My house is infested with them.
In the the past few weeks, many of my precious “tools”–or what my wife inaccurately labels “clutter”–have walked off.
- my good scissors
- my flexible plastic ruler
- my neck pillow
- my retractable pencil
- my guitar tuner
- my good stapler
- my Magic brand marker
Except for the pillow, I keep most of these items within reach of my work area. It’s amazing how often during writing you need to pick up a ruler. Okay, not that often. But when a story calls for the circumference of a Tootsie Roll Pop, I need that ruler.
But the most egregious example of a missing essential came up while I was getting ready to play a gig. “All black” was the uniform, and luckily, I keep a pair of black pants and a black shirt just for such occasions, and only for those occasions, as for most of the year it is oppressive to wear black in South Texas. As I got dressed an hour before having to leave, I stood in the living room attired in black shirt, black underwear, black socks, and a black expression. “Where,” I asked my giggling wife, “are my black pants?”
She was no help. So I went back to rummage through the laundry, the drawers, the hanging clothes. Aha! Found a pair of black slacks and quickly pulled them on. I went back in the living room and tried to put on my black belt.
There were no belt loops.
My wife started giggling again.
“Those are my pants,” she said.
I looked down. No belt loops. An inadequate zipper. And, horrors, NO POCKETS!
The search for my own pants grew frantic as time clicked away. I tore through all our closets and drawers. I looked in the back seat of my truck (yes, I sometimes carry a change of clothes there, along with a snare drum and bag of sticks–you never know when a gig might break out). All I could figure was that I accidently took them to the thrift shop with that bag of old slacks that had shrunk at the waist.
It was too late to redirect. I put aside the black belt, tucked in my black shirt, slipped into my black oxfords, and tore off to play.
Here, finally, is the entire point of this column. HOW DOES ANYONE FUNCTION WITH NO POCKETS? I felt naked. There was no place to carry my chapstick, my swiss army knife, or my ibuprofen. Wallet? Forget it. Cell phone? Sorry, I don’t wear a double-cupped undergarment. And where do you carry your car keys? I stood in the street for a minute before I tucked them into the top of my sock.
I guess that’s why some of us have a pocket fetish.

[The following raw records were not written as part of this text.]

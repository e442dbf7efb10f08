use super::*;
use crate::form::rows::{DsRecordRow, NameserverRow};

fn ns_group(names: &[&str]) -> RepeatingGroup<NameserverRow> {
    let mut group = RepeatingGroup::new();
    group.replace_with(names.iter().map(|n| NameserverRow::new(n, "")).collect());
    group
}

fn names(group: &RepeatingGroup<NameserverRow>) -> Vec<String> {
    group.values().map(|r| r.ns.clone()).collect()
}

#[test]
fn test_new_group_has_one_watched_blank_row() {
    let group: RepeatingGroup<NameserverRow> = RepeatingGroup::new();
    assert_eq!(group.len(), 1);
    let row = group.row(0).unwrap();
    assert!(row.is_pristine());
    assert!(row.is_watched());
    assert!(row.value.is_blank());
}

#[test]
fn test_first_edit_appends_blank_row_once() {
    let mut group: RepeatingGroup<NameserverRow> = RepeatingGroup::new();

    group.edit_row(0, |r| r.ns = "n".to_string()).unwrap();
    assert_eq!(group.len(), 2);
    assert!(!group.row(0).unwrap().is_watched());
    assert!(group.row(1).unwrap().is_watched());

    group.edit_row(0, |r| r.ns = "ns1".to_string()).unwrap();
    assert_eq!(group.len(), 2);
}

#[test]
fn test_edit_back_to_blank_does_not_grow() {
    let mut group: RepeatingGroup<NameserverRow> = RepeatingGroup::new();
    group.edit_row(0, |r| r.ns.clear()).unwrap();

    assert_eq!(group.len(), 1);
    let row = group.row(0).unwrap();
    assert!(row.is_pristine());
    assert!(!row.is_touched());
    assert!(row.is_watched());
}

#[test]
fn test_prefilled_row_is_dirty_and_unwatched() {
    let mut group: RepeatingGroup<NameserverRow> = RepeatingGroup::new();
    group.delete_row(RowTarget::All).unwrap();
    group.add_row(Some(NameserverRow::new("ns1.example.com", "")));

    let row = group.row(1).unwrap();
    assert!(!row.is_pristine());
    assert!(!row.is_watched());
}

#[test]
fn test_supplied_blank_row_stays_dirty() {
    let mut group: RepeatingGroup<NameserverRow> = RepeatingGroup::new();
    group.add_row(Some(NameserverRow::default()));

    let row = group.row(1).unwrap();
    assert!(!row.is_pristine());
    assert!(!row.is_watched());
    assert!(row.is_valid());
}

#[test]
fn test_edit_validates_row() {
    let mut group: RepeatingGroup<NameserverRow> = RepeatingGroup::new();
    group.edit_row(0, |r| r.ip = "192.0.2.1".to_string()).unwrap();
    assert_eq!(group.row(0).unwrap().error("ns"), Some(&FieldError::Required));

    group.edit_row(0, |r| r.ns = "ns1.example.com".to_string()).unwrap();
    assert!(group.row(0).unwrap().is_valid());
}

#[test]
fn test_delete_only_row_resets_it() {
    let mut group: RepeatingGroup<DsRecordRow> = RepeatingGroup::new();
    group.rows.clear();
    group.add_row(Some(DsRecordRow::new("1", "8", "2", "AB")));

    let outcome = group.delete_row(RowTarget::Index(0)).unwrap();
    assert_eq!(outcome, DeleteOutcome::Reset { index: 0 });
    assert_eq!(group.len(), 1);
    assert!(group.row(0).unwrap().value.is_blank());
    assert!(group.row(0).unwrap().is_watched());
}

#[test]
fn test_delete_last_row_after_dirty_row_resets() {
    let mut group = ns_group(&["a", "b"]);
    assert_eq!(group.len(), 3);

    let outcome = group.delete_row(RowTarget::Index(2)).unwrap();
    assert_eq!(outcome, DeleteOutcome::Reset { index: 2 });
    assert_eq!(group.len(), 3);
}

#[test]
fn test_delete_middle_row_focuses_next() {
    let mut group = ns_group(&["a", "b", "c"]);

    let outcome = group.delete_row(RowTarget::Index(1)).unwrap();
    assert_eq!(outcome, DeleteOutcome::Removed { focus: 1 });
    assert_eq!(names(&group), vec!["a", "c", ""]);
}

#[test]
fn test_delete_last_row_after_pristine_row_focuses_previous() {
    let mut group: RepeatingGroup<NameserverRow> = RepeatingGroup::new();
    group.add_row(None);
    assert_eq!(group.len(), 2);

    let outcome = group.delete_row(RowTarget::Index(1)).unwrap();
    assert_eq!(outcome, DeleteOutcome::Removed { focus: 0 });
    assert_eq!(group.len(), 1);
}

#[test]
fn test_delete_rearms_new_last_row() {
    let mut group = ns_group(&["a", "b"]);
    group.edit_row(1, |r| r.ns.clear()).unwrap();
    assert!(group.row(1).unwrap().is_pristine());
    assert!(!group.row(1).unwrap().is_watched());

    let outcome = group.delete_row(RowTarget::Index(2)).unwrap();
    assert_eq!(outcome, DeleteOutcome::Removed { focus: 1 });
    let last = group.rows().last().unwrap();
    assert!(last.is_pristine());
    assert!(last.is_watched());
}

#[test]
fn test_delete_all_leaves_one_blank_row() {
    let mut group = ns_group(&["a", "b", "c"]);
    assert_eq!(group.delete_row(RowTarget::All).unwrap(), DeleteOutcome::Cleared);
    assert_eq!(group.len(), 1);
    assert!(group.row(0).unwrap().is_watched());
}

#[test]
fn test_length_never_drops_below_one() {
    let mut group = ns_group(&["a", "b"]);
    for _ in 0..5 {
        group.delete_row(RowTarget::Index(0)).unwrap();
        assert!(!group.is_empty());
    }
}

#[test]
fn test_out_of_range() {
    let mut group: RepeatingGroup<NameserverRow> = RepeatingGroup::new();
    assert!(matches!(
        group.delete_row(RowTarget::Index(4)),
        Err(FormError::RowOutOfRange { index: 4, len: 1 })
    ));
    assert!(group.edit_row(4, |_| {}).is_err());
}

#[test]
fn test_disabled_group_rejects_changes() {
    let mut group: RepeatingGroup<NameserverRow> = RepeatingGroup::new();
    group.set_disabled(true);
    assert!(matches!(group.edit_row(0, |r| r.ns = "x".to_string()), Err(FormError::Disabled)));
    assert!(matches!(group.delete_row(RowTarget::All), Err(FormError::Disabled)));
}

#[test]
fn test_replace_with_appends_trailing_blank() {
    let mut group: RepeatingGroup<NameserverRow> = RepeatingGroup::new();
    let loaded = group.replace_with(vec![NameserverRow::new("a", "192.0.2.1"), NameserverRow::new("b", "")]);
    assert_eq!(loaded, 2);
    assert_eq!(names(&group), vec!["a", "b", ""]);
    assert!(group.rows().last().unwrap().is_watched());
    assert!(!group.row(0).unwrap().is_watched());
}

#[test]
fn test_set_error_by_field() {
    let mut group: RepeatingGroup<DsRecordRow> = RepeatingGroup::new();
    group.set_error(0, Some("digest"), FieldError::Server("bad digest".to_string())).unwrap();
    assert_eq!(group.row(0).unwrap().error("digest"), Some(&FieldError::Server("bad digest".to_string())));

    group.set_error(0, None, FieldError::Server("row".to_string())).unwrap();
    assert!(group.row(0).unwrap().error(ROW_ERROR).is_some());

    assert!(matches!(
        group.set_error(0, Some("nope"), FieldError::Required),
        Err(FormError::UnknownField(_))
    ));
}
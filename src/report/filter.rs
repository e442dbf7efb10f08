//! Level and free-text filtering of diagnostic entries.

use super::aggregate::{CollapseState, aggregate};
use super::types::Aggregation;
use crate::severity::Level;
use crate::types::Entry;
use serde::Serialize;
use std::collections::BTreeSet;

/// A filter toggle: the `all` pill or one severity level
#[derive(Debug, Clone, Copy, PartialEq, Eq)]
pub enum FilterToggle {
    All,
    Level(Level),
}

/// Active level pills plus the search query.
///
/// Invariant: `all` is true whenever no individual level is active.
#[derive(Debug, Clone, PartialEq, Eq, Serialize)]
pub struct FilterSpec {
    all: bool,
    levels: BTreeSet<Level>,
    pub search: String,
}

impl Default for FilterSpec {
    fn default() -> Self {
        Self { all: true, levels: BTreeSet::new(), search: String::new() }
    }
}

impl FilterSpec {
    pub fn new() -> Self {
        Self::default()
    }

    /// Build a spec with the given levels active (none means `all`)
    pub fn with_levels<I: IntoIterator<Item = Level>>(levels: I) -> Self {
        let mut spec = Self::default();
        for level in levels {
            if !spec.is_active(level) {
                spec.toggle(FilterToggle::Level(level));
            }
        }
        spec
    }

    pub fn with_search(mut self, search: &str) -> Self {
        self.search = search.to_string();
        self
    }

    pub fn all(&self) -> bool {
        self.all
    }

    pub fn is_active(&self, level: Level) -> bool {
        self.levels.contains(&level)
    }

    /// Active levels in ascending order
    pub fn active_levels(&self) -> impl Iterator<Item = Level> + '_ {
        self.levels.iter().copied()
    }

    /// Flip one pill and restore the invariant.
    ///
    /// Turning `all` on clears the levels. Turning a level on turns `all`
    /// off. Ending with no level active turns `all` back on.
    pub fn toggle(&mut self, toggle: FilterToggle) {
        match toggle {
            FilterToggle::All => {
                self.all = !self.all;
                if self.all || self.levels.is_empty() {
                    self.levels.clear();
                    self.all = true;
                }
            }
            FilterToggle::Level(level) => {
                if !self.levels.remove(&level) {
                    self.levels.insert(level);
                }
                self.all = self.levels.is_empty();
            }
        }
    }

    /// Whether no filtering happens at all
    pub fn is_identity(&self) -> bool {
        self.all && self.search.is_empty()
    }
}

/// Apply `spec` to `entries`, preserving order.
///
/// Level filtering runs first, then the case-insensitive message search.
pub fn filter_entries(entries: &[Entry], spec: &FilterSpec) -> Vec<Entry> {
    let query = spec.search.to_lowercase();

    entries
        .iter()
        .filter(|e| spec.all || spec.levels.contains(&e.level))
        .filter(|e| query.is_empty() || e.message.to_lowercase().contains(&query))
        .cloned()
        .collect()
}

/// Filter and re-aggregate, keeping the existing collapse flags
pub fn refilter(entries: &[Entry], spec: &FilterSpec, collapse: &mut CollapseState) -> Aggregation {
    aggregate(&filter_entries(entries, spec), false, collapse)
}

It was only the day before I was shooting a catering event, and in the kitchen I gazed enviously at the chef’s shirt. He had a pocket stitched onto each outer sleeve as a place to hold a pencil and meat thermometer. Bloody brilliant. I want that on all my T-shirts.
A handyman can never have too many pockets. That’s why khaki cargo pants were invented and still endure as standard casual Friday office wear. You need insulation stripped off a wire or a package opened? Let me pull out my Leatherman.
Back to those hobgoblins. The next day, I went back to looking for my ebony britches
It was like a Hardy Boys mystery: The Search for the Missing Pants.
Lo, I found them. They were stuffed in a heap at the back corner of my closet. How did they get there? I don’t have hobgoblins. I have grandkids. My closet is their favorite place to hide ‘n’ seek. In one of their dives, they carried along my black pants, along with my Luckenbach shirt and six hangers.
That deep dive also unearthed my other missing knickknacks.
I found my pillow (they had repurposed it as the bed in their fort), scissors, stapler, and marker (for assembling their book, which also used half a ream of my paper), and tuner (for violin practice).
There is no moral to this story. Excuse me while I finish installing a very high shelf in my office. I hope hobgoblins aren’t very good climbers.